Potentiation of Antitumor Activity by Antibody Drugs and Mushroom-Derived β-Glucans in Natural Killer Cell-Mediated Tumoricidal Activities against Non-Hodgkin's B-Cell Lymphoma.

Abstract

β-glucans are polysaccharides that activate innate immunity. We herein investigated whether P-glucans promote the immunological effects of antibody drugs against malignant tumor cells using human peripheral blood mononuclear cells (PBMCs). Rituximab bound to CD20-specific lymphoma and exhibited cytotoxic activity in the presence of human mononuclear cells, but not neutrophils.

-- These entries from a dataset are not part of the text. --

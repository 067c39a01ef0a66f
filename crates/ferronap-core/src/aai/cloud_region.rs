use serde::{Deserialize, Serialize};
use tracing::info;

use crate::aai::{segment, AaiClient, Complex, Relationship, RelationshipList};
use crate::error::{OnapError, ValidationError};
use crate::http_client::HttpMethod;

const CLOUD_REGIONS_PATH: &str = "cloud-infrastructure/cloud-regions";
const LOCATED_IN: &str = "org.onap.relationships.inventory.LocatedIn";

/// Cloud region keyed by owner and region id.
#[derive(Debug, Clone, Default, PartialEq, Serialize, Deserialize)]
#[serde(rename_all = "kebab-case")]
pub struct CloudRegion {
    pub cloud_owner: String,
    pub cloud_region_id: String,
    #[serde(default, skip_serializing_if = "Option::is_none")]
    pub cloud_type: Option<String>,
    #[serde(default, skip_serializing_if = "Option::is_none")]
    pub owner_defined_type: Option<String>,
    #[serde(default, skip_serializing_if = "Option::is_none")]
    pub cloud_region_version: Option<String>,
    #[serde(default, skip_serializing_if = "Option::is_none")]
    pub cloud_zone: Option<String>,
    #[serde(default, skip_serializing_if = "Option::is_none")]
    pub complex_name: Option<String>,
    #[serde(default, skip_serializing_if = "Option::is_none")]
    pub identity_url: Option<String>,
    #[serde(default)]
    pub orchestration_disabled: bool,
    #[serde(default)]
    pub in_maint: bool,
    #[serde(default, skip_serializing_if = "Option::is_none")]
    pub resource_version: Option<String>,
}

#[derive(Debug, Clone, Default, Deserialize)]
pub struct CloudRegionList {
    #[serde(default, rename = "cloud-region")]
    pub cloud_region: Vec<CloudRegion>,
}

impl CloudRegion {
    pub fn new(cloud_owner: impl Into<String>, cloud_region_id: impl Into<String>) -> Self {
        Self {
            cloud_owner: cloud_owner.into(),
            cloud_region_id: cloud_region_id.into(),
            ..Self::default()
        }
    }

    pub fn with_cloud_type(mut self, cloud_type: impl Into<String>) -> Self {
        self.cloud_type = Some(cloud_type.into());
        self
    }

    pub fn with_complex_name(mut self, complex_name: impl Into<String>) -> Self {
        self.complex_name = Some(complex_name.into());
        self
    }

    fn path(cloud_owner: &str, cloud_region_id: &str) -> String {
        format!(
            "{CLOUD_REGIONS_PATH}/cloud-region/{}/{}",
            segment(cloud_owner),
            segment(cloud_region_id)
        )
    }

    fn own_path(&self) -> String {
        Self::path(&self.cloud_owner, &self.cloud_region_id)
    }

    fn key(&self) -> String {
        format!("{}/{}", self.cloud_owner, self.cloud_region_id)
    }
}

impl AaiClient {
    pub async fn cloud_regions(&self) -> Result<Vec<CloudRegion>, OnapError> {
        let list: Option<CloudRegionList> = self
            .api()
            .get_json_optional("cloud_region.list", CLOUD_REGIONS_PATH)
            .await?;
        Ok(list.map(|list| list.cloud_region).unwrap_or_default())
    }

    pub async fn cloud_region(
        &self,
        cloud_owner: &str,
        cloud_region_id: &str,
    ) -> Result<CloudRegion, OnapError> {
        self.api()
            .get_json_optional(
                "cloud_region.get",
                &CloudRegion::path(cloud_owner, cloud_region_id),
            )
            .await?
            .ok_or_else(|| OnapError::NotFound {
                resource: "cloud region",
                name: format!("{cloud_owner}/{cloud_region_id}"),
            })
    }

    /// Create (or replace) `region` and return it as stored.
    pub async fn create_cloud_region(&self, region: &CloudRegion) -> Result<CloudRegion, OnapError> {
        if region.cloud_owner.trim().is_empty() {
            return Err(ValidationError::EmptyField { field: "cloud-owner" }.into());
        }
        if region.cloud_region_id.trim().is_empty() {
            return Err(ValidationError::EmptyField {
                field: "cloud-region-id",
            }
            .into());
        }
        self.api()
            .send_json(
                "cloud_region.create",
                HttpMethod::Put,
                &region.own_path(),
                region,
            )
            .await?;
        info!(cloud_region = %region.key(), "cloud region created");
        self.cloud_region(&region.cloud_owner, &region.cloud_region_id)
            .await
    }

    pub async fn delete_cloud_region(&self, region: &CloudRegion) -> Result<(), OnapError> {
        let resource_version = region
            .resource_version
            .as_deref()
            .ok_or(ValidationError::EmptyField {
                field: "resource-version",
            })?;
        let path = format!(
            "{}?resource-version={}",
            region.own_path(),
            segment(resource_version)
        );
        let request = self.api().request(HttpMethod::Delete, &path);
        self.api().send("cloud_region.delete", request).await?;
        info!(cloud_region = %region.key(), "cloud region deleted");
        Ok(())
    }

    pub async fn cloud_region_relationships(
        &self,
        region: &CloudRegion,
    ) -> Result<Vec<Relationship>, OnapError> {
        let list: Option<RelationshipList> = self
            .api()
            .get_json_optional(
                "cloud_region.relationships",
                &format!("{}/relationship-list", region.own_path()),
            )
            .await?;
        Ok(list.map(|list| list.relationship).unwrap_or_default())
    }

    pub async fn add_cloud_region_relationship(
        &self,
        region: &CloudRegion,
        relationship: &Relationship,
    ) -> Result<(), OnapError> {
        self.api()
            .send_json(
                "cloud_region.add_relationship",
                HttpMethod::Put,
                &format!("{}/relationship-list/relationship", region.own_path()),
                relationship,
            )
            .await?;
        info!(
            cloud_region = %region.key(),
            related_to = %relationship.related_to,
            "relationship added"
        );
        Ok(())
    }

    /// Relationship placing a cloud region in `complex`.
    pub fn complex_relationship(&self, complex: &Complex) -> Relationship {
        Relationship::new(
            "complex",
            self.api().url(&Complex::path(&complex.physical_location_id)),
        )
        .with_label(LOCATED_IN)
        .with_data(
            "complex.physical-location-id",
            complex.physical_location_id.as_str(),
        )
    }

    pub async fn link_cloud_region_to_complex(
        &self,
        region: &CloudRegion,
        complex: &Complex,
    ) -> Result<(), OnapError> {
        let relationship = self.complex_relationship(complex);
        self.add_cloud_region_relationship(region, &relationship)
            .await
    }
}

#[cfg(test)]
mod tests {
    use super::*;
    use crate::config::Settings;
    use crate::error::OnapErrorKind;
    use crate::http_client::{HttpResponse, ScriptedHttpClient};
    use std::sync::Arc;

    fn aai(scripted: Arc<ScriptedHttpClient>) -> AaiClient {
        AaiClient::new(scripted, &Settings::default())
    }

    #[tokio::test]
    async fn lists_regions_from_wrapper() {
        let scripted = Arc::new(ScriptedHttpClient::new().on(
            HttpMethod::Get,
            "/cloud-infrastructure/cloud-regions",
            HttpResponse::ok_json(
                r#"{"cloud-region":[{"cloud-owner":"OWN","cloud-region-id":"r1","orchestration-disabled":true,"in-maint":false}]}"#,
            ),
        ));

        let regions = aai(scripted).cloud_regions().await.expect("list");

        assert_eq!(regions.len(), 1);
        assert_eq!(regions[0].cloud_region_id, "r1");
        assert!(regions[0].orchestration_disabled);
    }

    #[tokio::test]
    async fn unknown_region_is_not_found() {
        let scripted = Arc::new(ScriptedHttpClient::new().on(
            HttpMethod::Get,
            "/cloud-region/OWN/r9",
            HttpResponse::not_found(),
        ));

        let error = aai(scripted)
            .cloud_region("OWN", "r9")
            .await
            .expect_err("absent");
        assert_eq!(error.kind(), OnapErrorKind::NotFound);
        assert_eq!(error.to_string(), "cloud region 'OWN/r9' not found");
    }

    #[tokio::test]
    async fn link_to_complex_puts_located_in_relationship() {
        let scripted = Arc::new(ScriptedHttpClient::new().on(
            HttpMethod::Put,
            "/cloud-region/OWN/r1/relationship-list/relationship",
            HttpResponse::ok_json(""),
        ));
        let aai = aai(scripted.clone());

        aai.link_cloud_region_to_complex(&CloudRegion::new("OWN", "r1"), &Complex::new("dc-1"))
            .await
            .expect("link");

        let body = scripted.recorded_requests()[0].body.clone().expect("body");
        let relationship: Relationship = serde_json::from_str(&body).expect("relationship");
        assert_eq!(relationship.related_to, "complex");
        assert_eq!(relationship.relationship_label.as_deref(), Some(LOCATED_IN));
        assert!(relationship
            .related_link
            .ends_with("/aai/v16/cloud-infrastructure/complexes/complex/dc-1"));
        assert_eq!(relationship.data("complex.physical-location-id"), Some("dc-1"));
    }

    #[tokio::test]
    async fn create_puts_region_body_and_reads_it_back() {
        let scripted = Arc::new(
            ScriptedHttpClient::new()
                .on(HttpMethod::Put, "/cloud-region/OWN/r1", HttpResponse::new(201, ""))
                .on(
                    HttpMethod::Get,
                    "/cloud-region/OWN/r1",
                    HttpResponse::ok_json(
                        r#"{"cloud-owner":"OWN","cloud-region-id":"r1","complex-name":"dc-1","resource-version":"3"}"#,
                    ),
                ),
        );
        let region = CloudRegion::new("OWN", "r1")
            .with_cloud_type("openstack")
            .with_complex_name("dc-1");

        let stored = aai(scripted.clone())
            .create_cloud_region(&region)
            .await
            .expect("create");

        let body = scripted.recorded_requests()[0].body.clone().expect("body");
        let sent: serde_json::Value = serde_json::from_str(&body).expect("json");
        assert_eq!(sent["complex-name"], "dc-1");
        assert_eq!(sent["cloud-type"], "openstack");
        assert!(sent.get("resource-version").is_none());
        assert_eq!(stored.resource_version.as_deref(), Some("3"));
    }

    #[tokio::test]
    async fn create_rejects_blank_key_without_requests() {
        let scripted = Arc::new(ScriptedHttpClient::new());

        let error = aai(scripted.clone())
            .create_cloud_region(&CloudRegion::new("OWN", " "))
            .await
            .expect_err("blank id");

        assert_eq!(error.kind(), OnapErrorKind::Validation);
        assert_eq!(scripted.request_count(), 0);
    }
}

The addition of Sparassis crispa (cauliflower mushroom)-derived β-glucan (SCG) and granulocyte macrophage colony-stimulating factor (GM-CSF) to co-cultures of PBMCs and Raji lymphoma cells further promoted antibody-dependent cell-mediated cytotoxicity (ADCC). The GM-CSF treatment increased β-glucan receptor expression on adherent cells in PBMCs. A co-stimulation with GM-CSF and SCG of PBMCs induced an increase in the number of spreading cells and the activation of natural killer (NK) cells. The enhancement in ADCC was abolished by the removal of NK cells, indicating that SCG and GM-CSF increased ADCC against lymphoma by activating β-glucan receptor-expressing cells in PBMCs and enhancing NK cell activity. The synergistic mechanisms of action of mushroom-derived β-glucans and biopharmaceuticals, including recombinant cytokines and antibodies, in the treatment of malignant tumor cells provide important insights into the clinical efficacy of β-glucans from mushrooms.